Mission Vishwakarma

Internal IDs


Any complex engineering project comprises of multiple elements. It could consists of billions of steel plates, bolts, wires and so on. When we want to represent these elements in computer, and more importantly, we want to mimic the real world relationship between various elements, we need to identify each element with a unique IDs. As you might be aware, computers have a “finite” amount of memory ( called RAM ). So the question arises, how long should the IDs be ? Example: Mobile numbers in India (excluding country codes) have 10 digits, i.e. can represent ~10 Billion unique numbers. That is well above the population of 1.4 Billion. Well within the same order of magnitude. So now all the forms got 10 boxes for mobile number. Now let’s come back to creating IDs for things inside computer memory. How many digits for everything?

Computers memory are measured in number of bits/bytes. 1 Decimal digits is approximately 3.1 bits. So mobile number are already 10 digit = ~33 bits. Fortunately every time we increment the number of bits, the number of unique elements we can identify doubles. So if our mega refinery had total of 100 Billion unique things, we will need approx. LogBase2(100,000,000,000) = 37 bits. That’s how much we genuinely need.

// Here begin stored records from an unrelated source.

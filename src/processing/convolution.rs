//! # Parallel 3×3 Convolution
//!
//! Applies an integer kernel to the interior of an [`Image`], one row per job,
//! on a fixed pool of workers (see [`pool`](super::pool)).
//!
//! The one-pixel border is never computed and stays zero. Every output cell
//! depends only on the read-only input and is written by exactly one worker, so
//! the result is identical for any worker count or scheduling order.

use super::image::Image;
use super::pool::{self, Deadline};
use crate::error::ComputeError;

/// Immutable 3×3 matrix of signed integer weights, indexed `[ky][kx]`.
#[derive(Debug, Clone, Copy, PartialEq, Eq)]
pub struct Kernel([[i32; 3]; 3]);

impl Kernel {
    pub const fn new(weights: [[i32; 3]; 3]) -> Self {
        Self(weights)
    }

    /// Weighted sum of the kernel against the neighborhood centered on `(x, y)`.
    ///
    /// The caller guarantees `(x, y)` is an interior pixel.
    #[inline]
    fn weighted_sum(&self, input: &Image, x: usize, y: usize) -> i64 {
        let mut sum = 0i64;
        for (ky, weights) in self.0.iter().enumerate() {
            let src = input.row(y + ky - 1);
            for (kx, &w) in weights.iter().enumerate() {
                sum += w as i64 * src[x + kx - 1] as i64;
            }
        }
        sum
    }
}

/// How a weighted sum is stored in the output.
#[derive(Debug, Clone, Copy, PartialEq, Eq)]
pub enum Mode {
    /// Clamp to `[0, 255]`.
    Saturating,
    /// Keep the signed sum, e.g. for a later gradient magnitude.
    Raw,
}

impl Mode {
    #[inline]
    fn store(self, sum: i64) -> i32 {
        match self {
            Mode::Saturating => sum.clamp(0, 255) as i32,
            Mode::Raw => sum.clamp(i32::MIN as i64, i32::MAX as i64) as i32,
        }
    }
}

/// Convolve `input` with `kernel` using `workers` row workers.
///
/// # Example
/// ```ignore
/// let gx = apply(&img, &SOBEL_X, 8, Mode::Raw)?;
/// ```
///
/// # Errors
/// [`ComputeError::Pool`] if the worker threads could not be started.
pub fn apply(
    input: &Image,
    kernel: &Kernel,
    workers: usize,
    mode: Mode,
) -> Result<Image, ComputeError> {
    apply_until(input, kernel, workers, mode, Deadline::none())
}

/// Like [`apply`], but workers give up once `deadline` has passed.
///
/// # Errors
/// [`ComputeError::DeadlineExceeded`] if the pass did not finish in time,
/// [`ComputeError::Pool`] if the worker threads could not be started.
pub fn apply_until(
    input: &Image,
    kernel: &Kernel,
    workers: usize,
    mode: Mode,
    deadline: Deadline,
) -> Result<Image, ComputeError> {
    let width = input.width();
    let height = input.height();
    let mut output = Image::new(width, height);
    if !input.has_interior() {
        return Ok(output);
    }

    pool::for_each_row(
        output.pixels_mut(),
        width,
        1..height - 1,
        workers,
        deadline,
        |y, row| {
            for x in 1..width - 1 {
                row[x] = mode.store(kernel.weighted_sum(input, x, y));
            }
        },
    )?;

    Ok(output)
}
//! Error types for the edge-detection service.
//!
//! Each layer owns its own error enum; [`ServiceError`] is the per-connection
//! taxonomy the server reports back to clients as a one-byte [`ErrorCode`].

use std::time::Duration;

use thiserror::Error;

use crate::common::protocol::ErrorCode;

/// Failures while sending or receiving a length-prefixed frame.
#[derive(Debug, Error)]
pub enum FrameError {
    /// The stream ended before the header or the full payload arrived.
    #[error("incomplete frame: stream closed mid-frame")]
    IncompleteFrame,

    /// The declared payload length exceeds the accepted maximum.
    #[error("frame too large: {len} bytes (max: {max} bytes)")]
    FrameTooLarge { len: usize, max: usize },

    /// The read or write did not finish in time.
    #[error("frame I/O timed out after {0:?}")]
    Timeout(Duration),

    #[error("I/O error: {0}")]
    Io(#[from] std::io::Error),
}

/// Failures while converting between container bytes and an [`Image`](crate::processing::Image).
#[derive(Debug, Error)]
pub enum CodecError {
    /// The payload signature is neither PNG nor JPEG.
    #[error("unsupported image format")]
    UnsupportedFormat,

    #[error("failed to decode image: {0}")]
    Decode(#[source] image::ImageError),

    /// Pixel storage does not match the declared geometry.
    #[error("dimension mismatch: expected {expected} values, found {actual}")]
    DimensionMismatch { expected: usize, actual: usize },

    #[error("failed to encode image: {0}")]
    Encode(#[source] image::ImageError),
}

/// Failures of a convolution pass.
#[derive(Debug, Error)]
pub enum ComputeError {
    #[error("convolution deadline exceeded")]
    DeadlineExceeded,

    /// The row worker threads could not be started.
    #[error("failed to start worker pool: {0}")]
    Pool(#[from] rayon::ThreadPoolBuildError),
}

/// Everything that can abort one server connection.
#[derive(Debug, Error)]
pub enum ServiceError {
    #[error("transport error: {0}")]
    Transport(#[from] FrameError),

    #[error("decode error: {0}")]
    Decode(#[source] CodecError),

    #[error("encode error: {0}")]
    Encode(#[source] CodecError),

    #[error("processing timed out")]
    Timeout,

    #[error("internal error: {0}")]
    Internal(String),
}

impl ServiceError {
    /// Wire code reported to the client for this failure.
    pub fn code(&self) -> ErrorCode {
        match self {
            ServiceError::Transport(FrameError::Timeout(_)) | ServiceError::Timeout => {
                ErrorCode::Timeout
            }
            ServiceError::Transport(_) => ErrorCode::Transport,
            ServiceError::Decode(_) => ErrorCode::Decode,
            ServiceError::Encode(_) => ErrorCode::Encode,
            ServiceError::Internal(_) => ErrorCode::Internal,
        }
    }
}

impl From<ComputeError> for ServiceError {
    fn from(err: ComputeError) -> Self {
        match err {
            ComputeError::DeadlineExceeded => ServiceError::Timeout,
            ComputeError::Pool(e) => ServiceError::Internal(e.to_string()),
        }
    }
}

/// Failures seen by the client during one request/response exchange.
#[derive(Debug, Error)]
pub enum ClientError {
    #[error("failed to connect to {addr}: {source}")]
    Connect {
        addr: String,
        #[source]
        source: std::io::Error,
    },

    #[error("transport error: {0}")]
    Transport(#[from] FrameError),

    /// The server answered with an error response.
    #[error("server rejected request ({code:?}): {message}")]
    Rejected { code: ErrorCode, message: String },

    #[error("malformed response: {0}")]
    MalformedResponse(String),

    #[error("local file error: {0}")]
    Io(#[from] std::io::Error),
}

/// Result type alias for frame operations.
pub type FrameResult<T> = std::result::Result<T, FrameError>;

Now let’s see the state of art in computer science. Since computers prefer working in multiple of 2, the choices are 32 bits, 64 bits, 128 bits, 256 bits and so on. 32 bits is obviously less than our minimum requirement. Perhaps 64 or 128. 256 is so obviously super-duper over designed. The field of computer science have mostly decided on 128 bits by default. The reason for choosing 128 is mostly about letting everyone (all computers) assign his own unique IDs for the elements they generate, without a chance of 2 different things assigned same IDs on different computer. These are called UUID ( Universally Unique Identifier ). UUID has multiple versions, v1 / v2 / v3 / v4 / v5 / v6 / v7. Some other variants are ULIDs and so on. All with various trade-offs. AWS has 256 bit ids for some reason. Now some smart peoples in the computers science ! those at Facebook / Instagram are able to mange the entire website with 64 bits IDs. The downside? They need to maintain a loosely coupled central authority assigning new IDs to every post/messages/phots/comments/likes and so on.

As we saw before, we need nearly 37 bits minimum, and every new bits doubles the number of IDs available, even 64 bit is more than sufficient. We just have to do some upfront book-keeping engineering.

So I have made the decision to go ahead with 64 bits for Mission Vishwakarma. 64 Bits = 8 Bytes = Approx. 10 to the power 19 unique IDs. Just to give some sense of scale, the largest memory super computer in the world, Fugaku, has got 32 petabytes RAM = 2^55 Bytes. It is still well less than 2^64. So here we go.

Our design goal is that 1000s of engineers should be able to work parallel in a project. All creating new thing ( with new IDs) and so no. So who gets to assign what IDs ? While we do want the IDs to be sequential, we con’t want every new IDs to be generated by a central authority. If we did that, people will not be able to work when their internet connections disconnects. We want people to keep working on their laptops, even when they are offline. To address this, I have decided upon some conventions for book-keeping of IDs. We will take inspirations from excellent concept of IP-Address management followed across the world, called CIDR ( Classless Inter-Domain Range ). So we declare upfront, how these 64 bits shall be used. Here we go.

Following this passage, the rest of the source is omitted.